Spanning from permanent, site-specific murals to multi-panel paintings, David Novros’ (b. 1941) practice explores spatial experience through colour, form and surface. A member of the legendary artist-run Park Place Gallery in New York, Novros rose to prominence in the 1960s for his ‘portable murals’, large-scale monochrome paintings which actively engage with their supporting architecture. These works later developed into rhythmic arrangements of polychromatic shaped canvases, provoking all-encompassing, kinaesthetic experiences. Following the production of his first fresco at Donald Judd’s studio in 1970, Novros primarily focused on the production of murals, allowing him to further his exploration of positive and negative space by working directly on the wall. The artist’s works on metal, cut or soldered into various shapes and partially painted, further function as architectural compositions which both adapt to and withstand the passing of time.

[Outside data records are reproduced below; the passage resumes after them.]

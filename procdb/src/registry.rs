//! Procedure Registry

use crate::Invoker;
use procdb_core::{PdbError, ProcDef, ProcedureKind};
use regex::Regex;
use std::collections::{HashMap, HashSet};
use std::sync::{Arc, RwLock, RwLockReadGuard, RwLockWriteGuard};

/// How a registered procedure is run
#[derive(Clone)]
pub enum Handler {
    /// Called inline by the dispatcher
    Internal(Arc<dyn Invoker>),
    /// Routed to the named plug-in process
    Plugin { plug_in: String },
}

/// A registered procedure: signature plus handler
pub struct Procedure {
    pub def: ProcDef,
    pub handler: Handler,
}

impl Procedure {
    pub fn internal<I: Invoker + 'static>(invoker: I) -> Self {
        Self::from_invoker(Arc::new(invoker))
    }

    pub fn from_invoker(invoker: Arc<dyn Invoker>) -> Self {
        let def = invoker.def().with_kind(ProcedureKind::Internal);
        Self { def, handler: Handler::Internal(invoker) }
    }

    pub fn plugin(def: ProcDef, plug_in: &str) -> Self {
        Self { def, handler: Handler::Plugin { plug_in: plug_in.to_string() } }
    }

    pub fn name(&self) -> &str {
        &self.def.name
    }

    pub fn kind(&self) -> ProcedureKind {
        self.def.kind
    }

    /// Owning plug-in for out-of-process procedures
    pub fn plug_in(&self) -> Option<&str> {
        match &self.handler {
            Handler::Plugin { plug_in } => Some(plug_in),
            Handler::Internal(_) => None,
        }
    }
}

impl std::fmt::Debug for Procedure {
    fn fmt(&self, f: &mut std::fmt::Formatter<'_>) -> std::fmt::Result {
        f.debug_struct("Procedure")
            .field("name", &self.def.name)
            .field("kind", &self.def.kind)
            .field("plug_in", &self.plug_in())
            .finish()
    }
}

/// Central procedure registry
///
/// Procedures are shared as `Arc<Procedure>`: unregistering one only
/// removes the name, calls already holding it finish normally.
#[derive(Default)]
pub struct ProcedureRegistry {
    procs: RwLock<HashMap<String, Arc<Procedure>>>,
}

impl ProcedureRegistry {
    pub fn new() -> Self {
        Self::default()
    }

    fn read(&self) -> RwLockReadGuard<'_, HashMap<String, Arc<Procedure>>> {
        self.procs.read().unwrap_or_else(|e| e.into_inner())
    }

    fn write(&self) -> RwLockWriteGuard<'_, HashMap<String, Arc<Procedure>>> {
        self.procs.write().unwrap_or_else(|e| e.into_inner())
    }

    /// Add a procedure; fails if the name is taken
    pub fn register(&self, procedure: Procedure) -> Result<Arc<Procedure>, PdbError> {
        let mut procs = self.write();
        if procs.contains_key(procedure.name()) {
            return Err(PdbError::already_registered(procedure.name()));
        }
        let procedure = Arc::new(procedure);
        procs.insert(procedure.name().to_string(), procedure.clone());
        tracing::debug!(procedure = %procedure.name(), kind = %procedure.kind(), "registered");
        Ok(procedure)
    }

    pub fn get(&self, name: &str) -> Option<Arc<Procedure>> {
        self.read().get(name).cloned()
    }

    /// Like `get`, but an unknown name is an error with suggestions
    pub fn lookup(&self, name: &str) -> Result<Arc<Procedure>, PdbError> {
        if let Some(p) = self.get(name) {
            return Ok(p);
        }
        let similar = self.find_similar(name);
        let mut err = PdbError::unknown_procedure(name);
        if !similar.is_empty() {
            let suggestions: Vec<&str> = similar.iter().take(5).map(|s| s.as_str()).collect();
            err = err.with_suggestion(format!("Similar: {}", suggestions.join(", ")));
        }
        Err(err)
    }

    pub fn contains(&self, name: &str) -> bool {
        self.read().contains_key(name)
    }

    pub fn unregister(&self, name: &str) -> Option<Arc<Procedure>> {
        let removed = self.write().remove(name);
        if removed.is_some() {
            tracing::debug!(procedure = %name, "unregistered");
        }
        removed
    }

    /// Sorted names of every registered procedure
    pub fn names(&self) -> Vec<String> {
        let mut names: Vec<String> = self.read().keys().cloned().collect();
        names.sort();
        names
    }

    pub fn len(&self) -> usize {
        self.read().len()
    }

    pub fn is_empty(&self) -> bool {
        self.read().is_empty()
    }

    /// Sorted names whose name or blurb matches `pattern`
    pub fn query(&self, pattern: &str) -> Result<Vec<String>, regex::Error> {
        let re = Regex::new(pattern)?;
        let mut names: Vec<String> = self.read().values()
            .filter(|p| re.is_match(&p.def.name) || re.is_match(&p.def.blurb))
            .map(|p| p.def.name.clone())
            .collect();
        names.sort();
        Ok(names)
    }

    /// Sorted names of the procedures routed to `plug_in`
    pub fn procedures_of(&self, plug_in: &str) -> Vec<String> {
        let mut names: Vec<String> = self.read().values()
            .filter(|p| p.plug_in() == Some(plug_in))
            .map(|p| p.def.name.clone())
            .collect();
        names.sort();
        names
    }

    /// Registered names similar to `name`, best first
    fn find_similar(&self, name: &str) -> Vec<String> {
        let query = name.to_lowercase();
        let mut matches: Vec<(String, usize)> = self.read().keys()
            .filter_map(|candidate| {
                let score = similarity_score(&query, candidate);
                if score > 0 { Some((candidate.clone(), score)) } else { None }
            })
            .collect();

        matches.sort_by(|a, b| b.1.cmp(&a.1).then_with(|| a.0.cmp(&b.0)));
        matches.into_iter().map(|(name, _)| name).collect()
    }
}

/// Rough closeness of two names; 0 means unrelated
fn similarity_score(query: &str, candidate: &str) -> usize {
    let mut score = 0;

    if candidate.starts_with(query) {
        score += 100;
    } else if candidate.contains(query) {
        score += 50;
    } else if query.contains(candidate) {
        score += 30;
    }

    // Shared dash-separated words count more than shared letters
    let query_words: HashSet<&str> = query.split('-').filter(|w| !w.is_empty()).collect();
    let common_words = candidate.split('-').filter(|w| query_words.contains(w)).count();
    score += common_words * 20;

    if score > 0 {
        let len_diff = query.len().abs_diff(candidate.len());
        if len_diff < 5 {
            score += 5 - len_diff;
        }
    }

    score
}

#[cfg(test)]
mod tests {
    use super::*;
    use procdb_core::{codes, ParamSpec};

    fn plugin_def(name: &str, blurb: &str) -> ProcDef {
        ProcDef::new(name, ProcedureKind::Plugin)
            .blurb(blurb)
            .param(ParamSpec::int32("run-mode", "Run mode"))
    }

    #[test]
    fn test_duplicate_registration_keeps_first() {
        let registry = ProcedureRegistry::new();
        registry.register(Procedure::plugin(plugin_def("plug-in-blur", "first"), "blur")).unwrap();
        let err = registry.register(Procedure::plugin(plugin_def("plug-in-blur", "second"), "other"))
            .unwrap_err();
        assert_eq!(err.code, codes::ALREADY_REGISTERED);

        let found = registry.lookup("plug-in-blur").unwrap();
        assert_eq!(found.def.blurb, "first");
        assert_eq!(found.plug_in(), Some("blur"));
    }

    #[test]
    fn test_unknown_name_suggests() {
        let registry = ProcedureRegistry::new();
        registry.register(Procedure::plugin(plugin_def("plug-in-gauss", ""), "gauss")).unwrap();
        let err = registry.lookup("plug-in-gaus").unwrap_err();
        assert_eq!(err.code, codes::UNKNOWN_PROCEDURE);
        assert!(err.message.contains("plug-in-gaus"));
        assert!(err.suggestion.unwrap().contains("plug-in-gauss"));
    }

    #[test]
    fn test_unregister_keeps_held_handle() {
        let registry = ProcedureRegistry::new();
        let held = registry.register(Procedure::plugin(plugin_def("temp-1", ""), "p")).unwrap();
        assert!(registry.unregister("temp-1").is_some());
        assert!(!registry.contains("temp-1"));
        assert_eq!(held.name(), "temp-1");
        assert!(registry.unregister("temp-1").is_none());
    }

    #[test]
    fn test_query_and_owner() {
        let registry = ProcedureRegistry::new();
        registry.register(Procedure::plugin(plugin_def("file-png-load", "Loads PNG files"), "png")).unwrap();
        registry.register(Procedure::plugin(plugin_def("file-png-save", "Saves PNG files"), "png")).unwrap();
        registry.register(Procedure::plugin(plugin_def("plug-in-emboss", "Emboss"), "emboss")).unwrap();

        assert_eq!(registry.query("^file-").unwrap(), vec!["file-png-load", "file-png-save"]);
        assert_eq!(registry.query("Saves").unwrap(), vec!["file-png-save"]);
        assert!(registry.query("(").is_err());
        assert_eq!(registry.procedures_of("png").len(), 2);
        assert_eq!(registry.names().len(), 3);
    }
}
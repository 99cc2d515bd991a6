//! Standard procedures, grouped by what they act on

mod buffer;
mod context;
mod file;
mod image;
mod palette;
mod pdb;
mod undo;

pub use buffer::{BufferDelete, BufferGetHeight, BufferGetWidth, BufferRename, BuffersGetList};
pub use context::{ContextGetForeground, ContextPop, ContextPush, ContextSetForeground};
pub use file::{FileLoad, FileSave, RegisterLoadHandler, RegisterSaveHandler, TempName};
pub use image::{
    ChannelGetColor, ChannelGetOpacity, ChannelNew, ChannelSetColor, ChannelSetOpacity, ImageDelete,
    ImageList, ImageNew, ItemDelete, ItemIsValid, LayerNew,
};
pub use palette::{PaletteGetColumns, PaletteNew, PaletteSetColumns};
pub use pdb::{PdbProcArg, PdbProcExists, PdbProcInfo, PdbProcVal, PdbQuery};
pub use undo::{ImageUndoGroupEnd, ImageUndoGroupStart};

/// Common imports for procedure modules
pub(crate) mod prelude {
    pub use async_trait::async_trait;
    pub use procdb::{CallContext, Invoker};
    pub use procdb_core::{ArgType, Color, ObjectKind, ParamSpec, PdbError, ProcDef, ProcError, ProcedureKind, Value};

    pub(crate) use super::{color_arg, def, float_arg, int_arg, object_arg, str_arg};
}

use procdb_core::{Color, PdbError, ProcDef, ProcError, ProcedureKind, Value};

/// Internal procedure skeleton with the standard attribution
pub(crate) fn def(name: &str, blurb: &str) -> ProcDef {
    ProcDef::new(name, ProcedureKind::Internal)
        .blurb(blurb)
        .attribution("procdb", "procdb authors", "2026")
}

// Arguments are validated before a handler runs, so these only fail if a
// handler's signature and body disagree.

fn unexpected(args: &[Value], index: usize, expected: &str) -> ProcError {
    let got = args.get(index).map(|v| v.type_name()).unwrap_or("nothing");
    ProcError::Calling(PdbError::internal(format!(
        "argument {} should be {}, got {}", index + 1, expected, got)))
}

pub(crate) fn int_arg(args: &[Value], index: usize) -> Result<i32, ProcError> {
    args.get(index).and_then(|v| v.as_int()).ok_or_else(|| unexpected(args, index, "INT32"))
}

pub(crate) fn float_arg(args: &[Value], index: usize) -> Result<f64, ProcError> {
    args.get(index).and_then(|v| v.as_float()).ok_or_else(|| unexpected(args, index, "FLOAT"))
}

pub(crate) fn str_arg(args: &[Value], index: usize) -> Result<&str, ProcError> {
    args.get(index).and_then(|v| v.as_str()).ok_or_else(|| unexpected(args, index, "STRING"))
}

pub(crate) fn color_arg(args: &[Value], index: usize) -> Result<Color, ProcError> {
    args.get(index).and_then(|v| v.as_color()).ok_or_else(|| unexpected(args, index, "COLOR"))
}

pub(crate) fn object_arg(args: &[Value], index: usize) -> Result<i32, ProcError> {
    args.get(index).and_then(|v| v.object_id()).ok_or_else(|| unexpected(args, index, "an object"))
}
//! Demo plug-in speaking the procdb wire protocol on stdio
//!
//! Point `PROCDB_PLUGIN_PATH` at the directory holding this binary and the
//! server will discover it.

use async_trait::async_trait;
use procdb_core::{ArgType, Color, ParamSpec, ProcDef, ProcError, ProcedureKind, Value};
use procdb_wire::{FnProc, PluginLink, PluginMain, PluginProc};

fn plugin_def(name: &str, blurb: &str) -> ProcDef {
    ProcDef::new(name, ProcedureKind::Plugin)
        .blurb(blurb)
        .attribution("procdb", "procdb authors", "2026")
        .menu_path("<Image>/Filters/Demo")
}

fn invert(args: Vec<Value>) -> Result<Vec<Value>, ProcError> {
    let color = args.first()
        .and_then(|v| v.as_color())
        .ok_or_else(|| ProcError::execution("expected a color"))?;
    Ok(vec![Value::Color(Color::rgba(1.0 - color.r, 1.0 - color.g, 1.0 - color.b, color.a))])
}

/// Creates an image through the host and names its first layer
struct MakeImage;

#[async_trait]
impl PluginProc for MakeImage {
    async fn run(&self, link: &mut PluginLink, args: Vec<Value>) -> Result<Vec<Value>, ProcError> {
        let size = args.first().and_then(|v| v.as_int()).unwrap_or(256);
        let image = link.call("image-new", vec![Value::Int32(size), Value::Int32(size)])
            .await?
            .into_values()?;
        let image = image.into_iter().next()
            .ok_or_else(|| ProcError::execution("image-new returned nothing"))?;
        link.call("layer-new", vec![
            image.clone(),
            Value::Int32(size),
            Value::Int32(size),
            "Background".into(),
            Value::Float(100.0),
        ]).await?.into_values()?;
        Ok(vec![image])
    }
}

#[tokio::main(flavor = "current_thread")]
async fn main() {
    let main = PluginMain::new()
        .procedure(
            plugin_def("plug-in-echo", "Return the argument unchanged")
                .param(ParamSpec::string("text", "Any text"))
                .ret(ParamSpec::string("text", "The same text")),
            FnProc::new(|args| Ok(args)),
        )
        .procedure(
            plugin_def("plug-in-invert-color", "Invert a color")
                .param(ParamSpec::new("color", ArgType::Color, "Color to invert"))
                .ret(ParamSpec::new("inverted", ArgType::Color, "The inverted color")),
            FnProc::new(invert),
        )
        .procedure(
            plugin_def("plug-in-make-image", "Create a square image with a background layer")
                .param(ParamSpec::int32("size", "Width and height").int_range(1, 4096))
                .ret(ParamSpec::new("image", ArgType::Image, "The new image")),
            MakeImage,
        );

    if let Err(e) = main.serve_stdio().await {
        eprintln!("procdb-demo-plugin: {}", e);
        std::process::exit(1);
    }
}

‘Novros is not only a great colorist, iterations of shape within composition display an intuitive rather than systematic approach to color in relation to form and surface — these paintings determine an expansion of possibility for painting, and a reconnection with painting within architecture that is apart from tradition of easel painting. It is not the simple object emphasis of some abstract painting or the transfer of a plan to wall, as with Sol Le Witt, or an increase in scale for sublime effects, but a new coexistence of painting with architectural space and, the viewers kinesthetic experience of movement through that space.’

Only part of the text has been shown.